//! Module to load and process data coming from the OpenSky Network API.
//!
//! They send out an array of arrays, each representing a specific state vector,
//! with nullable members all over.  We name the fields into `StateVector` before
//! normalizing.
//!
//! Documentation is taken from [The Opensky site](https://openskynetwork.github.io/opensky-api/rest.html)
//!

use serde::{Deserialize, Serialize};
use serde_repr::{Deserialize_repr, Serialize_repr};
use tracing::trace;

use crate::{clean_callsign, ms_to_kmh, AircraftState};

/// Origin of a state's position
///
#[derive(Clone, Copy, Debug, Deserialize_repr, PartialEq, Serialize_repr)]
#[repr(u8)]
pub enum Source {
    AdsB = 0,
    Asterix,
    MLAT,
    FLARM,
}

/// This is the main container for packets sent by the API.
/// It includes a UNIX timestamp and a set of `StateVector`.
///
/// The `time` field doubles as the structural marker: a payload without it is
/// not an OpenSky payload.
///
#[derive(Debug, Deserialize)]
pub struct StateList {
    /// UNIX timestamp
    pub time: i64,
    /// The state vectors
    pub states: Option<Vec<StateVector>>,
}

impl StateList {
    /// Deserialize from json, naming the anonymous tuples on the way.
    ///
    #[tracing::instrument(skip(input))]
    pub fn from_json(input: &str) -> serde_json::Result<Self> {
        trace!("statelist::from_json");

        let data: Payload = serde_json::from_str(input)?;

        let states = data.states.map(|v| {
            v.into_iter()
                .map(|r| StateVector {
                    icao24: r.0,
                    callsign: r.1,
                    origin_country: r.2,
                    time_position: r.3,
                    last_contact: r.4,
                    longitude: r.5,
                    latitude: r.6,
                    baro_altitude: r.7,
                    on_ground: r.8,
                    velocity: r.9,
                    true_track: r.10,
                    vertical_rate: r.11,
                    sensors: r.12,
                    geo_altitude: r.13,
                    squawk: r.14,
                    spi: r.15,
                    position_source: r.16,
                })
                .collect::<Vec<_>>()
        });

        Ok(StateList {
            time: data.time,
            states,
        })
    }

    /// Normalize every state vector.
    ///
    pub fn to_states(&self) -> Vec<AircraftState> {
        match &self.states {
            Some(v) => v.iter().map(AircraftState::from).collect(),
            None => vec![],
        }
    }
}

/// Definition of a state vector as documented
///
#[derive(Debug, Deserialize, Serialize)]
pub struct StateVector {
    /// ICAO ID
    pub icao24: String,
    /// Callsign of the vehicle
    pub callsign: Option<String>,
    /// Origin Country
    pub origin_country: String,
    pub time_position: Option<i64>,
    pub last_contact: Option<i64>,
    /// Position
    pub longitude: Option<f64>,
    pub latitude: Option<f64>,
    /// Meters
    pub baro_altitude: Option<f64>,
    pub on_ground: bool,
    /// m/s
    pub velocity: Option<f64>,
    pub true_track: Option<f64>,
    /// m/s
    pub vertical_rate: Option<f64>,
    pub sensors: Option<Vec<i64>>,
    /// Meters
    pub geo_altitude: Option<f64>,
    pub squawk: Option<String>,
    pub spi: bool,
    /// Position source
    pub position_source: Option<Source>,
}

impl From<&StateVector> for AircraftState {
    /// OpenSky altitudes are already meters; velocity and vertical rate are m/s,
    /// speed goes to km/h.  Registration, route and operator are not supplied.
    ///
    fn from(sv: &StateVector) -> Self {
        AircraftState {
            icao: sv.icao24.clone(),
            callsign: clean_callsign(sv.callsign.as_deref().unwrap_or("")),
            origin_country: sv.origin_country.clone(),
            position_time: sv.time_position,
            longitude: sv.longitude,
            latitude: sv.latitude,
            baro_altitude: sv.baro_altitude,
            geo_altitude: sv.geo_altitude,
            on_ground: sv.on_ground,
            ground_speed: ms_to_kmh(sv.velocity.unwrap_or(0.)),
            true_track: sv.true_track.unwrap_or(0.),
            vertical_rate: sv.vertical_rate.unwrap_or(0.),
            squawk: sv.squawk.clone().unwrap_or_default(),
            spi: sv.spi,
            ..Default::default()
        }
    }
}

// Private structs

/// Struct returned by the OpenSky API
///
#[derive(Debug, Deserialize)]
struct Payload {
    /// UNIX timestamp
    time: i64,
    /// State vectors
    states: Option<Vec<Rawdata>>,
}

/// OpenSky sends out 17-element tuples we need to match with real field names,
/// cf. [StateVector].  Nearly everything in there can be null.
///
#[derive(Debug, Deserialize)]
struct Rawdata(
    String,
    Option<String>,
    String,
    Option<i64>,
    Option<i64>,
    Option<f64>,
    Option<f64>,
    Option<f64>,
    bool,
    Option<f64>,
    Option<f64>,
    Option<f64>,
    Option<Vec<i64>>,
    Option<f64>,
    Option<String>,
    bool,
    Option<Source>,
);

# # # # # # #

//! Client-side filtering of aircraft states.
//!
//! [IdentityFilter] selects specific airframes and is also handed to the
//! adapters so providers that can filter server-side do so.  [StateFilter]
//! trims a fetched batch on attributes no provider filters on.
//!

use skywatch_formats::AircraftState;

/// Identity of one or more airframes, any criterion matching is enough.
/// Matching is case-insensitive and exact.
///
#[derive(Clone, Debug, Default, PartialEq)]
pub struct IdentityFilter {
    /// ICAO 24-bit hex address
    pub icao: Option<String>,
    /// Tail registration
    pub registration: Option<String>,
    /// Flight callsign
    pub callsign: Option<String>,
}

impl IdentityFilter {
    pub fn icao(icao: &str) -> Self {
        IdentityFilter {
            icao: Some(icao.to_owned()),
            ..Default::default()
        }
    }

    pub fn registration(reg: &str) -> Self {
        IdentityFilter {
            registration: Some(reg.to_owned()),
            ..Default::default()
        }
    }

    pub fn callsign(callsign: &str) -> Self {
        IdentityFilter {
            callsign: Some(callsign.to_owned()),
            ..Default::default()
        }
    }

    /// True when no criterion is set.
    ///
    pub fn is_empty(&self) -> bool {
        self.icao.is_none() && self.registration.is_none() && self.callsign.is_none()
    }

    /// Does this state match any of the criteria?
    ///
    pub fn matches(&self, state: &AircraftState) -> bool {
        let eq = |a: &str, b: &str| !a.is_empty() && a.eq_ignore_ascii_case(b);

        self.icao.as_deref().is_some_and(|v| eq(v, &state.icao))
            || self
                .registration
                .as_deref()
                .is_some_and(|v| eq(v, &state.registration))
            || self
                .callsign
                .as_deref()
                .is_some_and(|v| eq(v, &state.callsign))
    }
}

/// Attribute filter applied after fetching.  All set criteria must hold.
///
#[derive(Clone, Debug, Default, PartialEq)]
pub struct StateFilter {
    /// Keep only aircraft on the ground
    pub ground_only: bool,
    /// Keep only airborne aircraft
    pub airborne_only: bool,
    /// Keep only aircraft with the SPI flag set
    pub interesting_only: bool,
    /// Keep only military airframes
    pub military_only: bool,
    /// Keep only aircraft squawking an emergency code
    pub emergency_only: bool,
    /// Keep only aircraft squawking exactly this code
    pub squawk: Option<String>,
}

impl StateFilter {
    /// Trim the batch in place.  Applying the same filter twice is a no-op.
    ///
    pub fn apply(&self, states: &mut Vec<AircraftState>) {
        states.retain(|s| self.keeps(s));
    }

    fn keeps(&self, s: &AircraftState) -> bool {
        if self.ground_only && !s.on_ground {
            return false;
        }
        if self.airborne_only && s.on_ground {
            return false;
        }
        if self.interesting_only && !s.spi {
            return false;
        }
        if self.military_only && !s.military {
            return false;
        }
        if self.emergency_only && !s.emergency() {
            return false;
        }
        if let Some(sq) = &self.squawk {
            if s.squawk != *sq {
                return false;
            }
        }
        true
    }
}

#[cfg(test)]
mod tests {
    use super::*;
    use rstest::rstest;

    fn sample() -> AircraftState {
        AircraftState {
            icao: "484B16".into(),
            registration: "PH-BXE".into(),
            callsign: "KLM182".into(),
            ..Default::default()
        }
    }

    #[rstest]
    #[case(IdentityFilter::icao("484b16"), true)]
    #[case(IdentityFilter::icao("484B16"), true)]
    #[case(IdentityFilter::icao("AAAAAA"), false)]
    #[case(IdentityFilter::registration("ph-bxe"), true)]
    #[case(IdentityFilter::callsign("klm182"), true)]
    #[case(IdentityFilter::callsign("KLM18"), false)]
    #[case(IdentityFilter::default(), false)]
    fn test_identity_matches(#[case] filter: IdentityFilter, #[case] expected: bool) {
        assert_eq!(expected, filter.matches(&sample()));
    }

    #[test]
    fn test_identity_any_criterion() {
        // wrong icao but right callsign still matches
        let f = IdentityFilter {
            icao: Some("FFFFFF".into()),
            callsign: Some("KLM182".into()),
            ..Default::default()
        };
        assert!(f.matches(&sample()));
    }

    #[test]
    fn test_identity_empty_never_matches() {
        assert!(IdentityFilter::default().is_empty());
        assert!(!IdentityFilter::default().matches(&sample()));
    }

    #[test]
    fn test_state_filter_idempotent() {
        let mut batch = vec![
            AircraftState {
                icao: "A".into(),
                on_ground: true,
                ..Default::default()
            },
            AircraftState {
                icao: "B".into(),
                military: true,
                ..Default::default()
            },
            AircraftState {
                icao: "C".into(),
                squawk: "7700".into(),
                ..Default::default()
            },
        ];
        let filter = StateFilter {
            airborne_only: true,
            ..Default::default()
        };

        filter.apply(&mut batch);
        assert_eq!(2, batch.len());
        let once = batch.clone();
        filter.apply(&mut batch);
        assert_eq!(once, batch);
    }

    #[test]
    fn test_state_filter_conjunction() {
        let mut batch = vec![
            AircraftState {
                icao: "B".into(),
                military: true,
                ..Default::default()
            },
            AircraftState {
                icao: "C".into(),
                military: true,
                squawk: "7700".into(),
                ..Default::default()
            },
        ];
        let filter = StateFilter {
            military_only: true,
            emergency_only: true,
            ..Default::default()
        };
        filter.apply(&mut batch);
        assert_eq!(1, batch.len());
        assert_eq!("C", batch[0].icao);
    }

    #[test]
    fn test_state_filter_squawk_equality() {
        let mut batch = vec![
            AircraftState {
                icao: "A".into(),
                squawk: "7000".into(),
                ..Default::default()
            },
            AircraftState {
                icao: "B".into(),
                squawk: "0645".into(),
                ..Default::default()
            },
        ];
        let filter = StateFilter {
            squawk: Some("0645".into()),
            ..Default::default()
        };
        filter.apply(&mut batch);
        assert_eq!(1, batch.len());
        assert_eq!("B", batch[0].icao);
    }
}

# # # # # # #

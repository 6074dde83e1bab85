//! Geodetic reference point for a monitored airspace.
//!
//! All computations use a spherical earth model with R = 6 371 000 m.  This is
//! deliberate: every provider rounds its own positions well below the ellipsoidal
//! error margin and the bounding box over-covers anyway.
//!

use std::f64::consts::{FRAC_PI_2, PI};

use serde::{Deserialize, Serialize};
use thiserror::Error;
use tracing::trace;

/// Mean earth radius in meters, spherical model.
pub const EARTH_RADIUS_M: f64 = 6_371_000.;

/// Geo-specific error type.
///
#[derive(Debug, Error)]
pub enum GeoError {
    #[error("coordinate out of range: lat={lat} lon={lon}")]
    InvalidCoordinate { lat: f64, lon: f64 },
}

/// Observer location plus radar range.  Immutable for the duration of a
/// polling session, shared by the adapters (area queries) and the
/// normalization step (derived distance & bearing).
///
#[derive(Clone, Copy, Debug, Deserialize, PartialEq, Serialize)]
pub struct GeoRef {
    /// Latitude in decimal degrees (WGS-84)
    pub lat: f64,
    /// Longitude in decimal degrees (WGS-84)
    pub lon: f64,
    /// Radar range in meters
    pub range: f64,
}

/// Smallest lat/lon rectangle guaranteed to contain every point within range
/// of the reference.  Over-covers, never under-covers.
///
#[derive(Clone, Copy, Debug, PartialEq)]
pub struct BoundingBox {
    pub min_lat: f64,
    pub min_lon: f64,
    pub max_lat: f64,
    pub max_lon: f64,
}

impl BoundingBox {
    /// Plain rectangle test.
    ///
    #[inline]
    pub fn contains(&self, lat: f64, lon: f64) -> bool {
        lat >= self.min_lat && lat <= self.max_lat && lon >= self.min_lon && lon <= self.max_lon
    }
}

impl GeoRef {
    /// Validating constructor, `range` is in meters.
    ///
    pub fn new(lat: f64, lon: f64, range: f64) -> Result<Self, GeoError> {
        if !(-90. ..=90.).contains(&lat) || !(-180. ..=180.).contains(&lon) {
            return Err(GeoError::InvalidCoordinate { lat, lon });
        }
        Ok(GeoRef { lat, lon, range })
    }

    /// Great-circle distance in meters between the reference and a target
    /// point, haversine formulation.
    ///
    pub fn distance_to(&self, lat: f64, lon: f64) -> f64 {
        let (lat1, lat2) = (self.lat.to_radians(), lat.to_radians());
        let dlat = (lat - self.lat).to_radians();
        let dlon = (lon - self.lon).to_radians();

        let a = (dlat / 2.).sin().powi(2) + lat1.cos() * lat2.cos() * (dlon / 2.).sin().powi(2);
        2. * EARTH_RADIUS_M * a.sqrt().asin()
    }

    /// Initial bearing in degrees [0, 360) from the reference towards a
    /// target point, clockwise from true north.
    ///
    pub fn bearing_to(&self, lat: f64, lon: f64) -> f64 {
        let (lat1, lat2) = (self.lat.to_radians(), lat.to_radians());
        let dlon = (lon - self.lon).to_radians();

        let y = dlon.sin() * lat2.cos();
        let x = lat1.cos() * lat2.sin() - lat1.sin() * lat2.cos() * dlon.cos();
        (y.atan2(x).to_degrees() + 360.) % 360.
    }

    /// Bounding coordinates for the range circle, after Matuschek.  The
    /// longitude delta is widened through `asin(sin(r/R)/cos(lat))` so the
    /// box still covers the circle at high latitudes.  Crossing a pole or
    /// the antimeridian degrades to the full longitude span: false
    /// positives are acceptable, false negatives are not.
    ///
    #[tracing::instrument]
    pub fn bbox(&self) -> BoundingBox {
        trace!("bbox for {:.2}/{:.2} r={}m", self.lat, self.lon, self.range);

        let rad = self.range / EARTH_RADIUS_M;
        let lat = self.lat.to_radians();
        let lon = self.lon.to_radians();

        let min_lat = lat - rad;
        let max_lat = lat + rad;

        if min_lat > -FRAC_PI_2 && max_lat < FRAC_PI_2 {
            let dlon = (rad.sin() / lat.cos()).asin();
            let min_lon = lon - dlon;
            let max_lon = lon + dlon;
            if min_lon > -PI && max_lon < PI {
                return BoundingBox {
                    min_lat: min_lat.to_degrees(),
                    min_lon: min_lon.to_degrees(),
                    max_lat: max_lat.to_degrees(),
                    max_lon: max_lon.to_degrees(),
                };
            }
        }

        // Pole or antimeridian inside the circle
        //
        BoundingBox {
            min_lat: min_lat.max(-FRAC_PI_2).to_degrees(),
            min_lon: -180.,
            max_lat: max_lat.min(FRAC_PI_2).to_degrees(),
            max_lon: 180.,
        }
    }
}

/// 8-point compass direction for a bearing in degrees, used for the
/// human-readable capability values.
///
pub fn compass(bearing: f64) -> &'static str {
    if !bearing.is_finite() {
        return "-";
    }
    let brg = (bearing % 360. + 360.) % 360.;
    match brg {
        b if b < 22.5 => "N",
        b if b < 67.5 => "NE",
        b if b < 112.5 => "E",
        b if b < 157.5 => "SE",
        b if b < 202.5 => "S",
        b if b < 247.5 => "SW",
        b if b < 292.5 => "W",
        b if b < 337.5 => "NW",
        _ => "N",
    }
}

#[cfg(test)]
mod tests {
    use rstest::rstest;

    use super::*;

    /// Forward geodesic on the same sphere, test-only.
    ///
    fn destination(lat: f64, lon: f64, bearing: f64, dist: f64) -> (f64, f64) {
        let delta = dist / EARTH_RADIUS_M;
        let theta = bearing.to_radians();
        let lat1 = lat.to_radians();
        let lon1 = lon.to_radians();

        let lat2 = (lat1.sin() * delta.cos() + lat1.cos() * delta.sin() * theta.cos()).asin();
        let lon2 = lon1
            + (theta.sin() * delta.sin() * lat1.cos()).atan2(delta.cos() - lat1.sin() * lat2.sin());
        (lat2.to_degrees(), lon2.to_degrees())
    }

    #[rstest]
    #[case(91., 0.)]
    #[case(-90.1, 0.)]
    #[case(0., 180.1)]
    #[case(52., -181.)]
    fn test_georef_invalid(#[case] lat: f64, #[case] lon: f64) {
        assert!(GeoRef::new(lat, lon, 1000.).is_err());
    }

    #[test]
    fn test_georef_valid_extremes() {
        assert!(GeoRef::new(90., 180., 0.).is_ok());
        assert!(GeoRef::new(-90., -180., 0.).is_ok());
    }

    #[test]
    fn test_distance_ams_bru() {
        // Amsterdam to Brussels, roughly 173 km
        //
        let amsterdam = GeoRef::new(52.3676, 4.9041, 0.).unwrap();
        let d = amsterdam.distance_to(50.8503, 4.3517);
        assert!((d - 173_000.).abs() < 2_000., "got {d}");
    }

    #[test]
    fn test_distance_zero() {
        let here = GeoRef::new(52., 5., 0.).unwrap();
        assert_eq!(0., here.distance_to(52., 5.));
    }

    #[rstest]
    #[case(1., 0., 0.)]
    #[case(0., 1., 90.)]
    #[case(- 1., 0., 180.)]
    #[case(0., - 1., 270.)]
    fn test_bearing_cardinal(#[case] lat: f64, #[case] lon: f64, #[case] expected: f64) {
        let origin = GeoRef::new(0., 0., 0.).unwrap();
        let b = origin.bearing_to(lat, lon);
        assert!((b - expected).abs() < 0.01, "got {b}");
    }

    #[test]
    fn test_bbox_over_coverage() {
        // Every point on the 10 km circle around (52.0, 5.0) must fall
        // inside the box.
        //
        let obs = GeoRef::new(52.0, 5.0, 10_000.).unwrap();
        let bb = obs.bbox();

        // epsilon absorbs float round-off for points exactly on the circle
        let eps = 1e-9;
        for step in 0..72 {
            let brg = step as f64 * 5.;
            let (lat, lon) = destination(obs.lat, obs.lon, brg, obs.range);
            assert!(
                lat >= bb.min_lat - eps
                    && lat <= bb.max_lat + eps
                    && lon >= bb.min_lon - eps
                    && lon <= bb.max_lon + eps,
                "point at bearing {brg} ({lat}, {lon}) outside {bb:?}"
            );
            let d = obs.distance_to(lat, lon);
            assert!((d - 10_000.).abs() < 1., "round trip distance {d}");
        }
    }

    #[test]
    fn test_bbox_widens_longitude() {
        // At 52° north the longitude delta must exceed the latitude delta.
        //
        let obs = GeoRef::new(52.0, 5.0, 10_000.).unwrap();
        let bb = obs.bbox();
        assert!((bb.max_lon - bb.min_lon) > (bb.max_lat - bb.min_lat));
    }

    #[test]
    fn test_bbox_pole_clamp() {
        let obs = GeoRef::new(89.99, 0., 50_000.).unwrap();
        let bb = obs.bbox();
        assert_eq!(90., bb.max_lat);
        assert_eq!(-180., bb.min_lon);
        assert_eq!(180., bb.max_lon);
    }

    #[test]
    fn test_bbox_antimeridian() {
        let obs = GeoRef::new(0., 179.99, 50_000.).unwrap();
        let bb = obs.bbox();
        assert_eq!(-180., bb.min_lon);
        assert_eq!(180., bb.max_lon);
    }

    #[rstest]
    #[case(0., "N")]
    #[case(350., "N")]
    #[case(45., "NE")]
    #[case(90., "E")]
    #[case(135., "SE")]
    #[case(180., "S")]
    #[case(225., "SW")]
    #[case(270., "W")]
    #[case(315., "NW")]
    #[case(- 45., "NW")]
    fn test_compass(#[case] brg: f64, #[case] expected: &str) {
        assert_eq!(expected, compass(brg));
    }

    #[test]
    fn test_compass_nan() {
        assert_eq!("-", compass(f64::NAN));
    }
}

# # # # # # #

**ASSIGNED TASK:** A count alone is required. How many lines in the entries contain the string "decimal"?

**OUTPUT FOR THIS TASK:** 2